**EXERCISE PROMPT**
Check every line below for the string "struct", and copy the lines that contain it.

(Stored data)
use crate::env_helpers::{optional_csv, optional_parsed, optional_secs, optional_string, required};
use crate::error::{ConfigError, Result};
use std::path::PathBuf;
use std::time::Duration;

#[derive(Debug, Clone, Copy, PartialEq, Eq)]
pub enum Compression {
    Gzip,
    Deflate,
    None,
}

impl std::str::FromStr for Compression {
    type Err = ConfigError;

    fn from_str(s: &str) -> std::result::Result<Self, Self::Err> {
        match s.to_ascii_lowercase().as_str() {
            "gzip" => Ok(Compression::Gzip),
            "deflate" => Ok(Compression::Deflate),
            "none" | "identity" => Ok(Compression::None),
            other => Err(ConfigError::Invalid {
                name: "WRITER_COMPRESSION",
                value: other.to_string(),
                reason: "expected gzip, deflate, or none".to_string(),
            }),
        }
    }
}

/// Retry/backoff parameters shared by the connection manager and the writer
/// (§4.1 retry policy, §4.3 HTTP semantics). Both use the same formula:
/// `min(max_delay, base_delay * multiplier^(n-1)) * (1 + U(-jitter, jitter))`,
/// floored at 0.1s.
#[derive(Debug, Clone, Copy)]
pub struct BackoffSettings {
    pub base_delay: Duration,
    pub multiplier: f64,
    pub max_delay: Duration,
    pub jitter: f64,
    /// -1 means infinite.
    pub max_retries: i64,
}

impl Default for BackoffSettings {
    fn default() -> Self {
        Self {
            base_delay: Duration::from_secs(1),
            multiplier: 2.0,
            max_delay: Duration::from_secs(300),
            jitter: 0.1,
            max_retries: -1,
        }
    }
}

#[derive(Debug, Clone)]
pub struct ConnectionSettings {
    pub upstream_url: String,
    pub upstream_token: String,
    pub subscribed_event_types: Vec<String>,
    pub subscribe_ack_timeout: Duration,
    pub backoff: BackoffSettings,
}

#[derive(Debug, Clone)]
pub struct PipelineSettings {
    pub queue_capacity: usize,
    pub worker_count: usize,
    pub dedup_window: Duration,
    pub dedup_cache_capacity: usize,
    pub rate_limit_per_sec: u32,
    pub overflow_spill_dir: Option<PathBuf>,
    pub filter_cache_capacity: usize,
    pub pattern_cache_capacity: usize,
    pub enrichment_ttl: Duration,
    pub enrichment_cache_capacity: usize,
    pub enrichment_rate_limit_per_sec: u32,
    pub enrichment_api_key: Option<String>,
    pub enrichment_base_url: String,
}

#[derive(Debug, Clone)]
pub struct WriterSettings {
    pub database_url: String,
    pub database_org: String,
    pub database_bucket: String,
    pub database_token: String,
    pub batch_size: usize,
    pub batch_timeout: Duration,
    pub compression: Compression,
    pub compression_level: u32,
    pub batch_optimization_enabled: bool,
    pub connect_timeout: Duration,
    pub write_timeout: Duration,
    pub backoff: BackoffSettings,
    pub circuit_breaker_failure_threshold: u32,
    pub circuit_breaker_timeout: Duration,
}

#[derive(Debug, Clone)]
pub struct AlertSettings {
    pub check_interval: Duration,
    pub aggregation_window: Duration,
    pub history_capacity: usize,
    pub min_data_points: usize,
    pub series_retention: Duration,
    pub series_max_samples: usize,
}

#[derive(Debug, Clone)]
pub struct ObservabilitySettings {
    pub health_bind_addr: String,
    pub metrics_bind_addr: String,
    pub quiet_subscription_gap: Duration,
}

#[derive(Debug, Clone)]
pub struct Settings {
    pub connection: ConnectionSettings,
    pub pipeline: PipelineSettings,
    pub writer: WriterSettings,
    pub alerts: AlertSettings,
    pub observability: ObservabilitySettings,
}

impl Settings {
    /// Single entry point: load `.env` if present (teacher's
    /// `dotenvy::dotenv().ok()` idiom), then read every variable, applying
    /// documented defaults. Fails fast and synchronously on the first
    /// missing/invalid required variable.
    pub fn from_env() -> Result<Self> {
        dotenvy::dotenv().ok();

        let connection = ConnectionSettings {
            upstream_url: required("HEARTH_UPSTREAM_URL")?,
            upstream_token: required("HEARTH_UPSTREAM_TOKEN")?,
            subscribed_event_types: optional_csv("HEARTH_SUBSCRIBE_EVENT_TYPES", &["state_changed"]),
            subscribe_ack_timeout: optional_secs("HEARTH_SUBSCRIBE_ACK_TIMEOUT_SECS", 5.0)?,
            backoff: BackoffSettings {
                base_delay: optional_secs("HEARTH_CONN_BACKOFF_BASE_SECS", 1.0)?,
                multiplier: optional_parsed("HEARTH_CONN_BACKOFF_MULTIPLIER", 2.0)?,
                max_delay: optional_secs("HEARTH_CONN_BACKOFF_MAX_SECS", 300.0)?,
                jitter: optional_parsed("HEARTH_CONN_BACKOFF_JITTER", 0.1)?,
                max_retries: optional_parsed("HEARTH_CONN_MAX_RETRIES", -1_i64)?,
            },
        };

        let pipeline = PipelineSettings {
            queue_capacity: optional_parsed("HEARTH_QUEUE_CAPACITY", 10_000_usize)?,
            worker_count: optional_parsed("HEARTH_WORKER_COUNT", 10_usize)?,
            dedup_window: optional_secs("HEARTH_DEDUP_WINDOW_SECS", 5.0)?,
            dedup_cache_capacity: optional_parsed("HEARTH_DEDUP_CACHE_CAPACITY", 10_000_usize)?,
            rate_limit_per_sec: optional_parsed("HEARTH_RATE_LIMIT_PER_SEC", 1_000_u32)?,
            overflow_spill_dir: std::env::var("HEARTH_OVERFLOW_SPILL_DIR").ok().map(PathBuf::from),
            filter_cache_capacity: optional_parsed("HEARTH_FILTER_CACHE_CAPACITY", 1_000_usize)?,
            pattern_cache_capacity: optional_parsed("HEARTH_PATTERN_CACHE_CAPACITY", 1_000_usize)?,
            enrichment_ttl: optional_secs("HEARTH_ENRICHMENT_TTL_SECS", 300.0)?,
            enrichment_cache_capacity: optional_parsed("HEARTH_ENRICHMENT_CACHE_CAPACITY", 1_000_usize)?,
            enrichment_rate_limit_per_sec: optional_parsed("HEARTH_ENRICHMENT_RATE_LIMIT_PER_SEC", 1_u32)?,
            enrichment_api_key: std::env::var("HEARTH_ENRICHMENT_API_KEY").ok(),
            enrichment_base_url: optional_string(
                "HEARTH_ENRICHMENT_BASE_URL",
                "https://api.openweathermap.org/data/2.5/weather",
            ),
        };

        let writer = WriterSettings {
            database_url: required("HEARTH_DATABASE_URL")?,
            database_org: required("HEARTH_DATABASE_ORG")?,
            database_bucket: required("HEARTH_DATABASE_BUCKET")?,
            database_token: required("HEARTH_DATABASE_TOKEN")?,
            batch_size: optional_parsed("HEARTH_BATCH_SIZE", 1_000_usize)?,
            batch_timeout: optional_secs("HEARTH_BATCH_TIMEOUT_SECS", 10.0)?,
            compression: optional_parsed("HEARTH_WRITER_COMPRESSION", Compression::Gzip)?,
            compression_level: optional_parsed("HEARTH_WRITER_COMPRESSION_LEVEL", 6_u32)?,
            batch_optimization_enabled: optional_parsed("HEARTH_BATCH_OPTIMIZATION_ENABLED", true)?,
            connect_timeout: optional_secs("HEARTH_WRITER_CONNECT_TIMEOUT_SECS", 5.0)?,
            write_timeout: optional_secs("HEARTH_WRITER_WRITE_TIMEOUT_SECS", 10.0)?,
            backoff: BackoffSettings {
                base_delay: optional_secs("HEARTH_WRITER_BACKOFF_BASE_SECS", 1.0)?,
                multiplier: optional_parsed("HEARTH_WRITER_BACKOFF_MULTIPLIER", 2.0)?,
                max_delay: optional_secs("HEARTH_WRITER_BACKOFF_MAX_SECS", 60.0)?,
                jitter: optional_parsed("HEARTH_WRITER_BACKOFF_JITTER", 0.1)?,
                max_retries: optional_parsed("HEARTH_WRITER_MAX_RETRIES", 5_i64)?,
            },
            circuit_breaker_failure_threshold: optional_parsed("HEARTH_CB_FAILURE_THRESHOLD", 5_u32)?,
            circuit_breaker_timeout: optional_secs("HEARTH_CB_TIMEOUT_SECS", 60.0)?,
        };

        let alerts = AlertSettings {
            check_interval: optional_secs("HEARTH_ALERT_CHECK_INTERVAL_SECS", 15.0)?,
            aggregation_window: optional_secs("HEARTH_ALERT_AGGREGATION_WINDOW_SECS", 300.0)?,
            history_capacity: optional_parsed("HEARTH_ALERT_HISTORY_CAPACITY", 1_000_usize)?,
            min_data_points: optional_parsed("HEARTH_ALERT_MIN_DATA_POINTS", 3_usize)?,
            series_retention: optional_secs("HEARTH_ALERT_SERIES_RETENTION_SECS", 86_400.0)?,
            series_max_samples: optional_parsed("HEARTH_ALERT_SERIES_MAX_SAMPLES", 10_000_usize)?,
        };

        let observability = ObservabilitySettings {
            health_bind_addr: optional_string("HEARTH_HEALTH_BIND_ADDR", "0.0.0.0:8080"),
            metrics_bind_addr: optional_string("HEARTH_METRICS_BIND_ADDR", "0.0.0.0:9090"),
            quiet_subscription_gap: optional_secs("HEARTH_QUIET_SUBSCRIPTION_GAP_SECS", 60.0)?,
        };

        Ok(Self {
            connection,
            pipeline,
            writer,
            alerts,
            observability,
        })
    }
}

**RESULT FOR THIS TASK**
pub struct BackoffSettings {
pub struct ConnectionSettings {
pub struct PipelineSettings {
pub struct WriterSettings {
pub struct AlertSettings {
pub struct ObservabilitySettings {
pub struct Settings {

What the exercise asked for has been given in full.